“Doing the best at this moment puts you in the best place for the next moment.”
– Oprah Winfrey
One of the things that comes up the most when I’m talking to people about database classification is multi language support. Often people are resigned to:
- Waiting on additional language support from their vendor of choice (defer)
- Writing their own software to do it in their native tongue (shift effort)
- Going the long way around i.e. manual classification (brute force)
- Do nothing (abandon)
There are currently over 7000 languages in the world and when it comes down to classification, you can’t expect that whatever your choice of technology for this classification workflow will have packs or native support for your languages and/or the languages your databases have been configured in.

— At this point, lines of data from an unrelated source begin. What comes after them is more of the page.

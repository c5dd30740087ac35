//! User repository
//!
//! This module provides:
//! - `UserRepository` trait defining the interface for user data access
//! - `SqlxUserRepository` implementing the trait for SQLite and MySQL

use crate::db::{parse_column, DynDatabasePool, LastInsertId};
use crate::models::{ListParams, User, UserRole};
use anyhow::{Context, Result};
use async_trait::async_trait;
use chrono::Utc;
use sqlx::Row;
use std::sync::Arc;

const USER_COLUMNS: &str =
    "id, username, email, password_hash, role, status, employee_id, created_at, updated_at";

macro_rules! user_from_row {
    ($row:expr) => {
        User {
            id: $row.get("id"),
            username: $row.get("username"),
            email: $row.get("email"),
            password_hash: $row.get("password_hash"),
            role: parse_column($row.get("role"), "role")?,
            status: parse_column($row.get("status"), "status")?,
            employee_id: $row.get("employee_id"),
            created_at: $row.get("created_at"),
            updated_at: $row.get("updated_at"),
        }
    };
}

/// User repository trait
#[async_trait]
pub trait UserRepository: Send + Sync {
    async fn create(&self, user: &User) -> Result<User>;

    async fn get_by_id(&self, id: i64) -> Result<Option<User>>;

    async fn get_by_username(&self, username: &str) -> Result<Option<User>>;

    async fn get_by_email(&self, email: &str) -> Result<Option<User>>;

    /// Account linked to an employee record
    async fn get_by_employee_id(&self, employee_id: i64) -> Result<Option<User>>;

    /// Persist every mutable column of `user`
    async fn update(&self, user: &User) -> Result<User>;

    async fn delete(&self, id: i64) -> Result<()>;

    async fn count(&self) -> Result<i64>;

    /// List users, newest first
    async fn list(&self, params: &ListParams) -> Result<(Vec<User>, i64)>;

    /// Active users holding `role`
    async fn list_by_role(&self, role: UserRole) -> Result<Vec<User>>;
}

/// SQLx-based user repository implementation
pub struct SqlxUserRepository {
    pool: DynDatabasePool,
}

impl SqlxUserRepository {
    pub fn new(pool: DynDatabasePool) -> Self {
        Self { pool }
    }

    /// Create a boxed repository for use with dependency injection
    pub fn boxed(pool: DynDatabasePool) -> Arc<dyn UserRepository> {
        Arc::new(Self::new(pool))
    }

    async fn find_one(&self, column: &str, value: FindValue<'_>) -> Result<Option<User>> {
        let sql = format!("SELECT {} FROM users WHERE {} = ?", USER_COLUMNS, column);
        with_pool!(self.pool, pool => {
            let query = sqlx::query(&sql);
            let query = match value {
                FindValue::Id(id) => query.bind(id),
                FindValue::Text(text) => query.bind(text),
            };
            let row = query
                .fetch_optional(pool)
                .await
                .with_context(|| format!("Failed to get user by {}", column))?;
            match row {
                Some(row) => Ok(Some(user_from_row!(row))),
                None => Ok(None),
            }
        })
    }
}

enum FindValue<'a> {
    Id(i64),
    Text(&'a str),
}


#[async_trait]
impl UserRepository for SqlxUserRepository {
    async fn create(&self, user: &User) -> Result<User> {
        let now = Utc::now();
        let id = with_pool!(self.pool, pool => {
            sqlx::query(
                r#"
                INSERT INTO users (username, email, password_hash, role, status, employee_id, created_at, updated_at)
                VALUES (?, ?, ?, ?, ?, ?, ?, ?)
                "#,
            )
            .bind(&user.username)
            .bind(&user.email)
            .bind(&user.password_hash)
            .bind(user.role.as_str())
            .bind(user.status.as_str())
            .bind(user.employee_id)
            .bind(now)
            .bind(now)
            .execute(pool)
            .await
            .context("Failed to create user")?
            .inserted_id()
        });

        Ok(User {
            id,
            created_at: now,
            updated_at: now,
            ..user.clone()
        })
    }

    async fn get_by_id(&self, id: i64) -> Result<Option<User>> {
        self.find_one("id", FindValue::Id(id)).await
    }

    async fn get_by_username(&self, username: &str) -> Result<Option<User>> {
        self.find_one("username", FindValue::Text(username)).await
    }

    async fn get_by_email(&self, email: &str) -> Result<Option<User>> {
        self.find_one("email", FindValue::Text(email)).await
    }

    async fn get_by_employee_id(&self, employee_id: i64) -> Result<Option<User>> {
        self.find_one("employee_id", FindValue::Id(employee_id)).await
    }

    async fn update(&self, user: &User) -> Result<User> {
        let now = Utc::now();
        with_pool!(self.pool, pool => {
            sqlx::query(
                r#"
                UPDATE users
                SET username = ?, email = ?, password_hash = ?, role = ?, status = ?, employee_id = ?, updated_at = ?
                WHERE id = ?
                "#,
            )
            .bind(&user.username)
            .bind(&user.email)
            .bind(&user.password_hash)
            .bind(user.role.as_str())
            .bind(user.status.as_str())
            .bind(user.employee_id)
            .bind(now)
            .bind(user.id)
            .execute(pool)
            .await
            .context("Failed to update user")?;
        });

        self.get_by_id(user.id)
            .await?
            .ok_or_else(|| anyhow::anyhow!("User not found after update"))
    }

    async fn delete(&self, id: i64) -> Result<()> {
        with_pool!(self.pool, pool => {
            sqlx::query("DELETE FROM users WHERE id = ?")
                .bind(id)
                .execute(pool)
                .await
                .context("Failed to delete user")?;
        });
        Ok(())
    }

    async fn count(&self) -> Result<i64> {
        with_pool!(self.pool, pool => {
            let row = sqlx::query("SELECT COUNT(*) AS count FROM users")
                .fetch_one(pool)
                .await
                .context("Failed to count users")?;
            Ok(row.get("count"))
        })
    }

    async fn list(&self, params: &ListParams) -> Result<(Vec<User>, i64)> {
        let sql = format!(
            "SELECT {} FROM users ORDER BY created_at DESC, id DESC LIMIT ? OFFSET ?",
            USER_COLUMNS
        );
        let users = with_pool!(self.pool, pool => {
            let rows = sqlx::query(&sql)
                .bind(params.limit())
                .bind(params.offset())
                .fetch_all(pool)
                .await
                .context("Failed to list users")?;
            let mut users = Vec::with_capacity(rows.len());
            for row in rows {
                users.push(user_from_row!(row));
            }
            users
        });

        Ok((users, self.count().await?))
    }

    async fn list_by_role(&self, role: UserRole) -> Result<Vec<User>> {
        let sql = format!(
            "SELECT {} FROM users WHERE role = ? AND status = 'active' ORDER BY id",
            USER_COLUMNS
        );
        with_pool!(self.pool, pool => {
            let rows = sqlx::query(&sql)
                .bind(role.as_str())
                .fetch_all(pool)
                .await
                .context("Failed to list users by role")?;
            let mut users = Vec::with_capacity(rows.len());
            for row in rows {
                users.push(user_from_row!(row));
            }
            Ok(users)
        })
    }
}

#[cfg(test)]
mod tests {
    use super::*;
    use crate::db::repositories::test_support::{insert_employee, setup_pool};
    use crate::models::UserStatus;

    async fn setup_test_repo() -> (DynDatabasePool, SqlxUserRepository) {
        let pool = setup_pool().await;
        let repo = SqlxUserRepository::new(pool.clone());
        (pool, repo)
    }

    fn create_test_user(username: &str, role: UserRole) -> User {
        User::new(
            username.to_string(),
            format!("{}@example.com", username),
            "$argon2id$v=19$m=19456,t=2,p=1$salt$hash".to_string(),
            role,
        )
    }

    #[tokio::test]
    async fn test_create_and_get_user() {
        let (_pool, repo) = setup_test_repo().await;

        let created = repo.create(&create_test_user("alice", UserRole::Hr)).await.unwrap();
        assert!(created.id > 0);

        let found = repo.get_by_id(created.id).await.unwrap().unwrap();
        assert_eq!(found.username, "alice");
        assert_eq!(found.role, UserRole::Hr);
        assert_eq!(found.status, UserStatus::Active);

        assert!(repo.get_by_username("alice").await.unwrap().is_some());
        assert!(repo.get_by_email("alice@example.com").await.unwrap().is_some());
        assert!(repo.get_by_username("bob").await.unwrap().is_none());
    }

    #[tokio::test]
    async fn test_duplicate_username_is_unique_violation() {
        let (_pool, repo) = setup_test_repo().await;
        repo.create(&create_test_user("alice", UserRole::Employee)).await.unwrap();

        let mut dup = create_test_user("alice", UserRole::Employee);
        dup.email = "other@example.com".to_string();
        let err = repo.create(&dup).await.unwrap_err();
        assert!(crate::db::is_unique_violation(&err));
    }

    #[tokio::test]
    async fn test_link_employee_and_lookup() {
        let (pool, repo) = setup_test_repo().await;
        let employee = insert_employee(&pool, "Grace", "Hopper").await;

        let mut user = repo.create(&create_test_user("grace", UserRole::Employee)).await.unwrap();
        user.employee_id = Some(employee.id);
        repo.update(&user).await.unwrap();

        let found = repo.get_by_employee_id(employee.id).await.unwrap().unwrap();
        assert_eq!(found.id, user.id);
    }

    #[tokio::test]
    async fn test_update_role_and_status() {
        let (_pool, repo) = setup_test_repo().await;
        let mut user = repo.create(&create_test_user("carol", UserRole::Employee)).await.unwrap();

        user.role = UserRole::Manager;
        user.status = UserStatus::Disabled;
        let updated = repo.update(&user).await.unwrap();

        assert_eq!(updated.role, UserRole::Manager);
        assert_eq!(updated.status, UserStatus::Disabled);
    }

    #[tokio::test]
    async fn test_list_and_count() {
        let (_pool, repo) = setup_test_repo().await;
        for name in ["a1", "a2", "a3"] {
            repo.create(&create_test_user(name, UserRole::Employee)).await.unwrap();
        }

        assert_eq!(repo.count().await.unwrap(), 3);

        let (page, total) = repo.list(&ListParams::new(1, 2)).await.unwrap();
        assert_eq!(page.len(), 2);
        assert_eq!(total, 3);
    }

    #[tokio::test]
    async fn test_list_by_role_skips_disabled() {
        let (_pool, repo) = setup_test_repo().await;
        repo.create(&create_test_user("hr1", UserRole::Hr)).await.unwrap();
        let mut hr2 = repo.create(&create_test_user("hr2", UserRole::Hr)).await.unwrap();
        hr2.status = UserStatus::Disabled;
        repo.update(&hr2).await.unwrap();
        repo.create(&create_test_user("emp", UserRole::Employee)).await.unwrap();

        let hr = repo.list_by_role(UserRole::Hr).await.unwrap();
        assert_eq!(hr.len(), 1);
        assert_eq!(hr[0].username, "hr1");
    }

    #[tokio::test]
    async fn test_delete_user() {
        let (_pool, repo) = setup_test_repo().await;
        let user = repo.create(&create_test_user("dave", UserRole::Employee)).await.unwrap();

        repo.delete(user.id).await.unwrap();
        assert!(repo.get_by_id(user.id).await.unwrap().is_none());
    }
}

Now, deferring and abandoning as above really aren’t options any more and if you’ve read my post here then you’ll know that database classification is a key concern to address before trying to base any business decisions on data. But how then do we tackle t he above issues of shifting effort and brute force?
Sometimes it’s about finding ways to still be effective and still take advantage of the benefits such a classification technology affords you.
With this in mind – I wanted to share with you 3 tips and tricks in SQL Data Catalog to make it work better for your language(s):
1 – Customize your taxonomy to be relevant / Passen Sie Ihre Taxonomie an, um relevant zu sein / Ajustați-vă taxonomia pentru a fi relevante
The great thing about SQL Data Catalog is that it is incredibly easy to alter the taxonomy to best reflect your view of your data. Not all standard fields will be relevant to you and some fields that are ABSOLUTELY necessary will be missing.
So add them in!
Let’s say, in my country of Christopia, it is mandatory that people identify a certain government specified “Classification Category” from 1-5, where 1 is the most sensitive and 5 is basically public knowledge. I can add that as a category and tag:
That goes equally for fields that we will not be making use of. If it is irrelevant then remove it. Simple.
I will say this for the above step though – don’t think of this as being the easiest and most obvious part, in many ways this is actually the hardest step because you will need buy in. Guess who also cares how you describe data stored in databases? Data Governance, Legal, InfoSec, Database Admins… the list goes on. Just make sure you do the 2 most fundamental parts that are required for success here – communicate & collaborate. If you have buy in from other concerned parties, you will establish a ‘common language’ with which data can be described and consumed, and based on which complex data-driven business decisions can be made.
2 – Customize your search rules / Passen Sie Ihre Suchregeln an / Personalizați-vă regulile de căutare
Going through every single column is a colossal waste of time, especially when we have more than about 6 databases. I’ve spoken with people who have spent day, weeks and even months working on classifications in SSMS or Excel, only to find out that 90% of their columns matched common regular expressions, and moreover that 50-60% of their columns were out of scope anyway!
Fortunately within SQL Data Catalog, you can configure the rules that the tool runs against columns and tables to identify any clearly sensitive columns which it will then suggest to you each time it finds something that matches.
In my experience, between the analytical filters and the suggestions, you can make excellent progress very very quickly, and do you know the best part?
Data Catalog is evergreen.
It constantly keeps track of your ever evolving schema and checks the suggestions against them and that means if somebody makes a change to the schema (like in my post from last week) you’ll get the suggestions coming through and you can easily catch anything that might put your sensitive data in harms way.
3 – Use PowerShell / Verwenden Sie PowerShell / Utilizați PowerShell
Ok I get it – this is my catch all for everything whenever I talk about using Data Catalog – but did you know, using PowerShell with Data Catalog is really easy.
Like even I can do it easy.
But the good thing is, when you use PowerShell you’re not constrained by particular functions or waiting for things to happen, rather you can take control of the process and fill it with your own logic! There’s even a full on guide that shows you:
- How to generate an authorization token
- A full cmdlet reference
- Complete worked examples
and the best part is it’s just part of the documentation! Don’t you love it when people keep documentation up to date and useful? Yeah me too!
Bonus Tip / Bonus-Tipp / Sfaturi Bonus
If you work in an environment that is multi-lingual and has a mix of languages associated with different databases which haven’t been standardized, that should just highlight further that this is a team game.
Pairing and mobbing, just like in coding, can be vital and powerful tools at your disposal – so it’s important to have the right people in place to handle this.
Classification is not infallible, much as you may wish to think it is. Data is data, and if there’s one thing I have learned about data it’s that it always manages to surprise you, so a second pair of eyes (or more) can be invaluable in helping you weed out some of the problems you may be facing.